According to the counter-terrorism think tank, the Quilliam Foundation, Britain is ‘”facing a shifting and increasing range of threats emanating from jihadist groups and individuals.’’

Islamic State or Daesh remains the principal threat on British soil “reinforced by the numbers of returned foreign terrorist fighters.’’

MI5 estimated that 850 people seen as a potential security threat are known to have taken part in the Syrian conflict, with half thought to have returned here. 

Lead anti-terrorist experts such as Rob Wainwright of Europol claim another worrying development is the “significant rise in nationalist, xenophobic, racist and anti-Semitic sentiments across the EU, each resulting in acts of far-right extremism.’’

Some 57 per cent of lone-actor foiled terrorism attempts in Britain have been carried out by right-wing extremists, the home office said.

The radical left believes Prevent is damaging trust in society. The duty has charged government officials, teachers, health professionals and councillors with monitoring people’s political and religious views. It has been suggested that Prevent has eroded civil liberties, demonised Muslims and bolstered religious discrimination.

True, hate crimes against Muslims soared by 70 per cent between 2011 and 2014. For Liam Byrne, who considered this in Black Flag Down, and former Conservative minister Sayeed Warsi, Prevent has contributed to a climate of intimidation amongst some ethnic groups. Muslims constitute 5 per cent of the population, yet official figures show that 67 per cent of those referred for suspected radicalisation in 2014, were Muslim.

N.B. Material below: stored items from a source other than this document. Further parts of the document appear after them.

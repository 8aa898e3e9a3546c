//! Point sets and the boxes containing them.

use crate::{Error, Vector3D};
use crate::locality::LinkCell;

mod cell;
pub use self::cell::{UnitCell, CellShape};

#[cfg(test)]
pub(crate) mod test_utils;

/// A set of points in a box, without any spatial index
#[derive(Debug, Clone, Copy)]
pub struct RawPoints<'a> {
    /// Bounding box of the points
    pub unit_cell: UnitCell,
    /// Positions of the points
    pub points: &'a [Vector3D],
}

impl<'a> RawPoints<'a> {
    /// Create a new set of raw points
    pub fn new(unit_cell: UnitCell, points: &'a [Vector3D]) -> RawPoints<'a> {
        RawPoints { unit_cell, points }
    }

    /// Build a [`LinkCell`] index over these points, with the given cell
    /// width
    pub fn index(&self, cell_width: f64) -> Result<LinkCell<'a>, Error> {
        LinkCell::new(self.unit_cell, cell_width, self.points)
    }
}

/// The reference points of a neighbor query, either as a bare point set or
/// already indexed.
///
/// Neighbor queries need an index; when given `Points::Raw`, one is built
/// on the fly with a default cell width.
#[derive(Debug, Clone, Copy)]
pub enum Points<'a> {
    /// Points without any spatial index
    Raw(RawPoints<'a>),
    /// Points already sorted in a link-cell index
    Indexed(&'a LinkCell<'a>),
}

impl<'a> Points<'a> {
    /// Get the bounding box of the points
    pub fn unit_cell(&self) -> &UnitCell {
        match self {
            Points::Raw(raw) => &raw.unit_cell,
            Points::Indexed(link_cell) => link_cell.unit_cell(),
        }
    }

    /// Get the positions of the points
    pub fn points(&self) -> &'a [Vector3D] {
        match self {
            Points::Raw(raw) => raw.points,
            Points::Indexed(link_cell) => link_cell.points(),
        }
    }

    /// Check if these points are already indexed
    pub fn is_indexed(&self) -> bool {
        matches!(self, Points::Indexed(_))
    }
}

impl<'a> From<RawPoints<'a>> for Points<'a> {
    fn from(points: RawPoints<'a>) -> Points<'a> {
        Points::Raw(points)
    }
}

impl<'a> From<&'a LinkCell<'a>> for Points<'a> {
    fn from(link_cell: &'a LinkCell<'a>) -> Points<'a> {
        Points::Indexed(link_cell)
    }
}
#[derive(Debug, Clone, Copy, PartialEq, Eq, Default)]
pub enum Mode {
    #[default]
    View,
    Edit,
}

impl Mode {
    pub fn label(self) -> &'static str {
        match self {
            Mode::View => "VIEW",
            Mode::Edit => "EDIT",
        }
    }

    pub fn help(self) -> &'static str {
        match self {
            Mode::View => "Press e to edit or q to quit.",
            Mode::Edit => "Press Esc to return to view.",
        }
    }
}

Civil libertarians maintain that Prevent is not making our citizens safer. Rather it’s fostering an atmosphere of insecurity while stoking up Islamophobia at a time when the far-right is on the rise both in the UK and across Europe.

But scrapping Prevent as part of the overall Contest strategy is not the way forward. The stark reality is that Prevent, despite its imperfections, has helped to thwart the level of violent terrorism. Radical Islamism and the growth of the far-right threatens hard won freedoms, democratic values and institutions, liberty, the rule of law and national security.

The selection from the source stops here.